(Collected data)

_____

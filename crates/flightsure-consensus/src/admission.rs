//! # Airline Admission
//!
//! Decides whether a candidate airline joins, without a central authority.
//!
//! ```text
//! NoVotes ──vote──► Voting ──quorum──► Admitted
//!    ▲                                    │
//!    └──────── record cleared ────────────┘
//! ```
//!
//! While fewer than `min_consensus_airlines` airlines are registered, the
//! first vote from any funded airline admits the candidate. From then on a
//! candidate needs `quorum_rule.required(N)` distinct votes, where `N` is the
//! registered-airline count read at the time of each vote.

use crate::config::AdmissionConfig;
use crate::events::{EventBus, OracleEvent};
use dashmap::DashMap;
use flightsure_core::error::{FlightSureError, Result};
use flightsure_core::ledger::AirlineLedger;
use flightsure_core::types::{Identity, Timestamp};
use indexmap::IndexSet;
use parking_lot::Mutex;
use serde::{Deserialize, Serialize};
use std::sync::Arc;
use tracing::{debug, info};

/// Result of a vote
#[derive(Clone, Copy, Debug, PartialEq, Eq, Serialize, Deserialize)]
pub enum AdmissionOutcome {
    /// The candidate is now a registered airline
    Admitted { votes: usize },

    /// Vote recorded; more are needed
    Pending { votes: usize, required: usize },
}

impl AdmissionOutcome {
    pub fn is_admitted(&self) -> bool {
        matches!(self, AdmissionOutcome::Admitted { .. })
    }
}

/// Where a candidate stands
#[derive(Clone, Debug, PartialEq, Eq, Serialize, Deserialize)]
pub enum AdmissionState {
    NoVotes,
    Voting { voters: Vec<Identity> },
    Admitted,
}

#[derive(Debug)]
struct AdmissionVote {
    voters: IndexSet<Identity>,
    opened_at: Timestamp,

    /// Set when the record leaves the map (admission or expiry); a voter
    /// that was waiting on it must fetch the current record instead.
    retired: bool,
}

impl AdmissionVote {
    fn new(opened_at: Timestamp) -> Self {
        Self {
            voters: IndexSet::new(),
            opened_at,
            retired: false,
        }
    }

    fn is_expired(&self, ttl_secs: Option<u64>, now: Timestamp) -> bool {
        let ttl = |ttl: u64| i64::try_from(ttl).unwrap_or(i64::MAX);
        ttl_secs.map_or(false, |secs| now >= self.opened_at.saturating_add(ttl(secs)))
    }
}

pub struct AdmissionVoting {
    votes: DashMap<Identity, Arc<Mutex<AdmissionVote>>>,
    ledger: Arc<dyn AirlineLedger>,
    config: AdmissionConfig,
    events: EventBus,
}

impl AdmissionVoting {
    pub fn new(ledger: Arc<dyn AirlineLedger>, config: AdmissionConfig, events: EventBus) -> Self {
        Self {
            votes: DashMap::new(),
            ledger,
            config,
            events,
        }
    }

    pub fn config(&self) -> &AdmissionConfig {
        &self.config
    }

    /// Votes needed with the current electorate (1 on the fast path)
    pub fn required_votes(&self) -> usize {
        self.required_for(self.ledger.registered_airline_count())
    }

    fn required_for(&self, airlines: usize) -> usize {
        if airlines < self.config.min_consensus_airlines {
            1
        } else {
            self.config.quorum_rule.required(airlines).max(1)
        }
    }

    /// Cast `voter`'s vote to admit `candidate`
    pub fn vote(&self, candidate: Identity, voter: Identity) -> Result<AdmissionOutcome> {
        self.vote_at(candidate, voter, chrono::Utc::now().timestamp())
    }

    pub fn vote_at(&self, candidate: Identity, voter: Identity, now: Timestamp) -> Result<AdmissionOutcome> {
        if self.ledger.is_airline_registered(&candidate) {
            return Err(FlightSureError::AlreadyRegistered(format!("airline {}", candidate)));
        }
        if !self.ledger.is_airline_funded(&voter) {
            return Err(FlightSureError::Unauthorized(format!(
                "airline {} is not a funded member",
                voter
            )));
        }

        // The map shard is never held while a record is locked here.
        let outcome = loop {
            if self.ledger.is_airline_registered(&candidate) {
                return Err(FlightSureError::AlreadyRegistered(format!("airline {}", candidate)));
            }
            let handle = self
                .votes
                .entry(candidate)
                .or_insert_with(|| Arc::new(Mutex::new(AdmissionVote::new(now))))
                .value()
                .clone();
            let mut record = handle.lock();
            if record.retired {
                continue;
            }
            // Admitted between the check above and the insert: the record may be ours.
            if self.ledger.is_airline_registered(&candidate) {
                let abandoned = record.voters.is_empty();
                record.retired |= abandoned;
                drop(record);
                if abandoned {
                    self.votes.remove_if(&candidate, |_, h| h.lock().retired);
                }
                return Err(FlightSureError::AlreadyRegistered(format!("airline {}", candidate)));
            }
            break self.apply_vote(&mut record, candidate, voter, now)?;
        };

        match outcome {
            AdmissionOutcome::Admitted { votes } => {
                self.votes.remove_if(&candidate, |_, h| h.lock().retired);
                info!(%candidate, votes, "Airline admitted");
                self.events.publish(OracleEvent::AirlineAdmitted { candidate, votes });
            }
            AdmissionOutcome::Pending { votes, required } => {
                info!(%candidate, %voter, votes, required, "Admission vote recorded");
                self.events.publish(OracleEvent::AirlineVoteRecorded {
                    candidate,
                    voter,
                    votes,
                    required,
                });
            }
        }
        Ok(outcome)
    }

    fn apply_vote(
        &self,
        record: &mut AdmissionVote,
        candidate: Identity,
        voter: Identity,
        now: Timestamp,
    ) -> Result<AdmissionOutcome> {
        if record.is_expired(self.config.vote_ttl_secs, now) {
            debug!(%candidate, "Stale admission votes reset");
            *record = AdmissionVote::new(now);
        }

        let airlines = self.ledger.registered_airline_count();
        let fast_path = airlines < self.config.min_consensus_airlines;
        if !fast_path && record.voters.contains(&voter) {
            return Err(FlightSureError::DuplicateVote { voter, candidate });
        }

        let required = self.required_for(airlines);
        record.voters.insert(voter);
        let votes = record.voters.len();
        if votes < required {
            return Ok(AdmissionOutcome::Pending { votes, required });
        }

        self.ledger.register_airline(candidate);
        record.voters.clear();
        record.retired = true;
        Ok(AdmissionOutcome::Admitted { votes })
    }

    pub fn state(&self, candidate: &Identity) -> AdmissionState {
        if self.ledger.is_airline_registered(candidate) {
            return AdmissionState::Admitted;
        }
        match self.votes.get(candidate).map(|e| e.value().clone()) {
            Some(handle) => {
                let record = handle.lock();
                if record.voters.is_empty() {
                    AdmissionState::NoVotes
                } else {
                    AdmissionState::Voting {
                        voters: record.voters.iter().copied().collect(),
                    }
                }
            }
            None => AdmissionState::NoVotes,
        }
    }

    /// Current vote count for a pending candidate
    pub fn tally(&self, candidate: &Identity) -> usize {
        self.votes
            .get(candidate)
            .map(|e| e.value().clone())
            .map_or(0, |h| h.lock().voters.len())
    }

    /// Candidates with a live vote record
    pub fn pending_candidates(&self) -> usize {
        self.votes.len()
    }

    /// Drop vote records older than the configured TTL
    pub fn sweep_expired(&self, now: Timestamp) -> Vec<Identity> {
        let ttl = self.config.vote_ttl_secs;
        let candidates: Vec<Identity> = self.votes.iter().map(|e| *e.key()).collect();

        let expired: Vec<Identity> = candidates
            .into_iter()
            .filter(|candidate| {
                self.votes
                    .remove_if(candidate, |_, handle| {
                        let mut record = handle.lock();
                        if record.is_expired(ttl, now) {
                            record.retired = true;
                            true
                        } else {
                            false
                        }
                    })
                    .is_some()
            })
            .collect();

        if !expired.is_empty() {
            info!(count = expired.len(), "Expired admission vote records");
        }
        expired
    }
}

_____

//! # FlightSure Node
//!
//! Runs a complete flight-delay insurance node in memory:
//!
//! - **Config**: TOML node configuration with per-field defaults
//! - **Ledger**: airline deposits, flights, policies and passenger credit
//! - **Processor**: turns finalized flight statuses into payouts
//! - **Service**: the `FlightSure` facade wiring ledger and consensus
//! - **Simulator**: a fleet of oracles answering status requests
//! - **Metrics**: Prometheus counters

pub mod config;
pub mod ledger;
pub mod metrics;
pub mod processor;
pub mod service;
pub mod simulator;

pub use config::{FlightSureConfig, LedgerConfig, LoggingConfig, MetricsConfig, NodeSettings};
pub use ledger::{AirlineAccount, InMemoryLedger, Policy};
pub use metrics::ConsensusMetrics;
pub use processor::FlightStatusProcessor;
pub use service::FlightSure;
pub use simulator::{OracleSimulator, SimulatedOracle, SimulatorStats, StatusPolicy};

_____

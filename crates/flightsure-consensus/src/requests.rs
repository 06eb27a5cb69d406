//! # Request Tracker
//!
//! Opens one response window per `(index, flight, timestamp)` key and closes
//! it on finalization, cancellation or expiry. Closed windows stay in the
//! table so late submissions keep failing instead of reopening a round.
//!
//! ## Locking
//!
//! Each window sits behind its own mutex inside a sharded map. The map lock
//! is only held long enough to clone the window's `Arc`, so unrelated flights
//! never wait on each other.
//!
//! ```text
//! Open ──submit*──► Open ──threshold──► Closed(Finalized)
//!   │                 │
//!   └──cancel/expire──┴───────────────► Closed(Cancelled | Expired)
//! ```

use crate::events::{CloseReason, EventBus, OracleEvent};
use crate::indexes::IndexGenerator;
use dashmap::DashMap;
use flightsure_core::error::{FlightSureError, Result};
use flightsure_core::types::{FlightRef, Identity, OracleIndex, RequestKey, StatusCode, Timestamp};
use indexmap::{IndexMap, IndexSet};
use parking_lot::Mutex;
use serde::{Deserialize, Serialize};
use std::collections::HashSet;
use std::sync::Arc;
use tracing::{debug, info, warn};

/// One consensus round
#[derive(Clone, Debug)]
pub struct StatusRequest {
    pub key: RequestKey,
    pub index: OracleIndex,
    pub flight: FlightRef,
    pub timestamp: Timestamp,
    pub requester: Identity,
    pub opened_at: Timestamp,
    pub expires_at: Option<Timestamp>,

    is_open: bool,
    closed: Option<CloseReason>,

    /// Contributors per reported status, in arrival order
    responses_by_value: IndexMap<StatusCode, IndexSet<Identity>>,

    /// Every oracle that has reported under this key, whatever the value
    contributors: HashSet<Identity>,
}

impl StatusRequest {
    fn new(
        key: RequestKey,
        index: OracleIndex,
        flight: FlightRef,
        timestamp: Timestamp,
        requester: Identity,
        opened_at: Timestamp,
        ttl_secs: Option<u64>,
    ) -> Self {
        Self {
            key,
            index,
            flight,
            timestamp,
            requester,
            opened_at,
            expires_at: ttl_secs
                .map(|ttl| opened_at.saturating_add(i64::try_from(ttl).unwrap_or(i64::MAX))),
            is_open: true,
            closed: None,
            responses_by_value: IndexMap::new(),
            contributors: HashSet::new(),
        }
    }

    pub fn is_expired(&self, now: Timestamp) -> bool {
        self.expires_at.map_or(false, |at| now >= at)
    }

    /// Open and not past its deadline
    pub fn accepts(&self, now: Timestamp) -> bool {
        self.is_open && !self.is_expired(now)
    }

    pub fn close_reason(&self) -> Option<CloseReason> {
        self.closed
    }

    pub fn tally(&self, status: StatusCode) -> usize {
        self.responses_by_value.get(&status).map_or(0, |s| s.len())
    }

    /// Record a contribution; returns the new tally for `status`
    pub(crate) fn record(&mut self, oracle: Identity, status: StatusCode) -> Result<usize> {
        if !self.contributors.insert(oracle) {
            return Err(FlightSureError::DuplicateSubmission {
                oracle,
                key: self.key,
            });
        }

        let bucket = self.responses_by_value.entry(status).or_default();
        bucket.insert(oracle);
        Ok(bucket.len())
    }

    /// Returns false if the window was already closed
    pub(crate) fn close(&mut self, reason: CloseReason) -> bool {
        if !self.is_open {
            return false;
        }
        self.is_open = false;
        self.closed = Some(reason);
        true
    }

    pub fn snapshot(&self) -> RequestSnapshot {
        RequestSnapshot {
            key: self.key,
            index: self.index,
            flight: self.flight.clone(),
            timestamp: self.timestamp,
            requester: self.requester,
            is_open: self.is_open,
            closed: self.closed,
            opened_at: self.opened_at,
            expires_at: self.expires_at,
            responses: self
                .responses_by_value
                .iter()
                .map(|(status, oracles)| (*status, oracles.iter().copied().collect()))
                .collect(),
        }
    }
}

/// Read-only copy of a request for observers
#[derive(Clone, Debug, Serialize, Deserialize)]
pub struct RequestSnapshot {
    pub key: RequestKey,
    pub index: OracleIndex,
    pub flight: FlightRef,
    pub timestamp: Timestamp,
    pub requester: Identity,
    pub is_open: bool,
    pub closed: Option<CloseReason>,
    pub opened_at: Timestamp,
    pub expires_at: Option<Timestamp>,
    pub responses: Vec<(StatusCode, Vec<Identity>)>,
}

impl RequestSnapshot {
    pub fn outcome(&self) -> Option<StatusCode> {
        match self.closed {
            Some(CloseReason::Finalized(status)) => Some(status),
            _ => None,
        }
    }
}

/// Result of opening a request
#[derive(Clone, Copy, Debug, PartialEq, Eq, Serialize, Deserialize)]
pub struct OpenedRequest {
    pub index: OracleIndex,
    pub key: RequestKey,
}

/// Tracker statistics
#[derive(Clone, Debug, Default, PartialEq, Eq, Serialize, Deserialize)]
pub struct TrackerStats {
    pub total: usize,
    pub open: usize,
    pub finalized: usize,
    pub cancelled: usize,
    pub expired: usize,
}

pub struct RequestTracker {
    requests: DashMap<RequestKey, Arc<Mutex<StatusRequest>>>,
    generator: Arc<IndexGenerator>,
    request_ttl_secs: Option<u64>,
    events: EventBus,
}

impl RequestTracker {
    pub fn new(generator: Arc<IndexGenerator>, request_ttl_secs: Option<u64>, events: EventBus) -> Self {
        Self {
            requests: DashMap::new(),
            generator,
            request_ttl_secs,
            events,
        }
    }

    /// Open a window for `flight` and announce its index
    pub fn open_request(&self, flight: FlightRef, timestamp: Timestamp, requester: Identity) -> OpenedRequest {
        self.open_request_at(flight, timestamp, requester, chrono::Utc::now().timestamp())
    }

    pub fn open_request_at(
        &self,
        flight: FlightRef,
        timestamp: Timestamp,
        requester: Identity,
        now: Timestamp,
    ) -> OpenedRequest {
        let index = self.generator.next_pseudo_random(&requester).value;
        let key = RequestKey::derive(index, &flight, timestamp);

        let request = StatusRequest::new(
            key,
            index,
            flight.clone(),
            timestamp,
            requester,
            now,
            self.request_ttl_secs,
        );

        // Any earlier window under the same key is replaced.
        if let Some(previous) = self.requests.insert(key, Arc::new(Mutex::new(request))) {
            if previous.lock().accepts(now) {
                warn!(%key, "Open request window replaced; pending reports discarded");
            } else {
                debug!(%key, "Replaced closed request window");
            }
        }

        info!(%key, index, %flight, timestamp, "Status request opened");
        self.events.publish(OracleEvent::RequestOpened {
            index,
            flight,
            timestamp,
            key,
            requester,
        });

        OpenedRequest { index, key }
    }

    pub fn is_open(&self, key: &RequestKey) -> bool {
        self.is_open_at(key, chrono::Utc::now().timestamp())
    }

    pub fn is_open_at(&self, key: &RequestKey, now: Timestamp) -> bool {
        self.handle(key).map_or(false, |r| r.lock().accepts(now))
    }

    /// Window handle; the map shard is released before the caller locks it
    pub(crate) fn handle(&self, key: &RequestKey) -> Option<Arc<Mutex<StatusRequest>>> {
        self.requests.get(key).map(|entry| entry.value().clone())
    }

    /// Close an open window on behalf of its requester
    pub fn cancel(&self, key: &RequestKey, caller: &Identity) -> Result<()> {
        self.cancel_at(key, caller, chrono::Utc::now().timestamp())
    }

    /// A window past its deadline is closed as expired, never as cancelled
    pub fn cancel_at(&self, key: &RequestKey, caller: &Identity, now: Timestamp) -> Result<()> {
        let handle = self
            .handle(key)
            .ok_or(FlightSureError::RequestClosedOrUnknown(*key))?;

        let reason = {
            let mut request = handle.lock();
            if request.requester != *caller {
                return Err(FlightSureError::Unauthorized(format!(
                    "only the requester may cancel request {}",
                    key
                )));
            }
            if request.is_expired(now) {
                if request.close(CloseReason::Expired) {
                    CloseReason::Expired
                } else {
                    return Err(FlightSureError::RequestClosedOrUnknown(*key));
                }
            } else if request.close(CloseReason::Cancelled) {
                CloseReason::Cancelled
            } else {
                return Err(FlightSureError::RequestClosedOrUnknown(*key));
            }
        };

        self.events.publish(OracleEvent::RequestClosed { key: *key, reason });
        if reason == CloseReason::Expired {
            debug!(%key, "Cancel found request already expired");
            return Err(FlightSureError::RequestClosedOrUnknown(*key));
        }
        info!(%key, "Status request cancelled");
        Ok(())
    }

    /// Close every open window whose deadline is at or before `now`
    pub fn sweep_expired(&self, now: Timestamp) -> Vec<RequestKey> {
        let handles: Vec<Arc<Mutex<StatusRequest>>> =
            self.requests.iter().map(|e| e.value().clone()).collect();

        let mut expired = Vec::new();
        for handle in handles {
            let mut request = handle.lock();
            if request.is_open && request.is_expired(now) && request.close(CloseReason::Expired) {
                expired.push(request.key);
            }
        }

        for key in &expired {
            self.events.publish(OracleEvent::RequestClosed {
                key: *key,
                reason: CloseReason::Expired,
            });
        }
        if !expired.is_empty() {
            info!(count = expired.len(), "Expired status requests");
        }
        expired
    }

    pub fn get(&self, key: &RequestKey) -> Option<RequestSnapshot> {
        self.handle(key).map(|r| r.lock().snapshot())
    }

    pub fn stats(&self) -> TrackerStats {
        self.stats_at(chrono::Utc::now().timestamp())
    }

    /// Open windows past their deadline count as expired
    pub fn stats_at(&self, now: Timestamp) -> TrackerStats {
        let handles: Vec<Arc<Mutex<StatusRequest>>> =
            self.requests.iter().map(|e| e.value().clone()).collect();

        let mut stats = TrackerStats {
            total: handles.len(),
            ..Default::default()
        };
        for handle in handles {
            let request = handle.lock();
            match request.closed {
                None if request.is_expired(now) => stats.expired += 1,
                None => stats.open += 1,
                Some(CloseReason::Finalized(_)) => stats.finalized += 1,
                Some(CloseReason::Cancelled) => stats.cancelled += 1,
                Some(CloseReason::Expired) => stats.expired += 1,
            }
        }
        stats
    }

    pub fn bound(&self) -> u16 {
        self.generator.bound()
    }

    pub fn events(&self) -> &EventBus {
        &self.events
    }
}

_____

| Aim of the exercise |
Lines above that contain the string "never" make up the answer.

| Output of the task |
        // The map shard is never held while a record is locked here.
//! never wait on each other.
    /// A window past its deadline is closed as expired, never as cancelled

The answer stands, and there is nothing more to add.